═══ Material shown ═══

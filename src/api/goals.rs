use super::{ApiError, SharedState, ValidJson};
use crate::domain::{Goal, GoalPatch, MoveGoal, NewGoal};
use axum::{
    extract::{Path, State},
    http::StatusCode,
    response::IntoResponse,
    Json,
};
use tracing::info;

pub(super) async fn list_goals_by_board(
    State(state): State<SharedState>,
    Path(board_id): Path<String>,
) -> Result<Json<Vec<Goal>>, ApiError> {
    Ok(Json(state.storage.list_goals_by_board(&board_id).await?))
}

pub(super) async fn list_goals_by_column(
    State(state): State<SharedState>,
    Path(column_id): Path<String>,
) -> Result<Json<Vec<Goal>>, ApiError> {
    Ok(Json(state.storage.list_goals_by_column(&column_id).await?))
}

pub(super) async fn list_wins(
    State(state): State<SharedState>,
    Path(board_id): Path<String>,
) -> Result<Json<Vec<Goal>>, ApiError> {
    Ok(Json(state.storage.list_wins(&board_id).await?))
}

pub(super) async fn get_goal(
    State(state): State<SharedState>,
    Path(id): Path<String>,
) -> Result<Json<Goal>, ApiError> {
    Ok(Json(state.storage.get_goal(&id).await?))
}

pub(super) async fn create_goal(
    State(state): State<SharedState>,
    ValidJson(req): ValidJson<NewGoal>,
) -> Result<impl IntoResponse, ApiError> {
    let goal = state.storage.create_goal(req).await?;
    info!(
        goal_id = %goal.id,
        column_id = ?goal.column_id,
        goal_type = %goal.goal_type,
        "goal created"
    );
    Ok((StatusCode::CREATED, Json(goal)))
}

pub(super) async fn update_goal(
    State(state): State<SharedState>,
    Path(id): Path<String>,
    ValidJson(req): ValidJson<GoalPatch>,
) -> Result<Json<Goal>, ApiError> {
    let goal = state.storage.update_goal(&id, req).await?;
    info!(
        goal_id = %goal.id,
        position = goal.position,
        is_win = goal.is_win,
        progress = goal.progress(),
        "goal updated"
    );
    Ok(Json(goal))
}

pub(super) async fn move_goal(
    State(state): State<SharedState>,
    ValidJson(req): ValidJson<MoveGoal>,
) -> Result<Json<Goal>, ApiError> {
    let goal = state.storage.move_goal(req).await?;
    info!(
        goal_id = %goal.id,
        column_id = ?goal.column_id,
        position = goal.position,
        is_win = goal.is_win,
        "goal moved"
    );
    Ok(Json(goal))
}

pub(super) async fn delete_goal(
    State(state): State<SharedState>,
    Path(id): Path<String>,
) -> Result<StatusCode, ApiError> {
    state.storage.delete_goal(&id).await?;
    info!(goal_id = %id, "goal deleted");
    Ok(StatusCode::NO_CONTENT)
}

═══
═══ Material shown ═══

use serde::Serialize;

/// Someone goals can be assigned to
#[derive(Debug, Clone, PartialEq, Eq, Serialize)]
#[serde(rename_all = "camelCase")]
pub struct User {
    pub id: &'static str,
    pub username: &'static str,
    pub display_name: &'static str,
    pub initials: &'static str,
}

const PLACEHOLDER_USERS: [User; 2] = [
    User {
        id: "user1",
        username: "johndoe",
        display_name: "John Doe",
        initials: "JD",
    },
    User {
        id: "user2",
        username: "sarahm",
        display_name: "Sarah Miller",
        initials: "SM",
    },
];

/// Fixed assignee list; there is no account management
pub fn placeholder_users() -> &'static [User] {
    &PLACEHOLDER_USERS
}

═══
═══ Material shown ═══

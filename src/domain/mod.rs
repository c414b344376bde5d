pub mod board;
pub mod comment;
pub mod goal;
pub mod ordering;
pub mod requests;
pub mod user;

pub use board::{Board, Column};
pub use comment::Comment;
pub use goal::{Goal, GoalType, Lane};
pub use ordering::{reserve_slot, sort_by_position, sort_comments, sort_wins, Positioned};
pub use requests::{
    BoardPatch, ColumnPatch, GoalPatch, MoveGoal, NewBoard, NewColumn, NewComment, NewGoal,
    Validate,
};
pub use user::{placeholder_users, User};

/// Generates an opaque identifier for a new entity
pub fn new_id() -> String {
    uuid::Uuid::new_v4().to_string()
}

═══

Exercise ->
Reply with nothing but the count of lines in the entries above that contain "Serialize".

Exercise output ->
2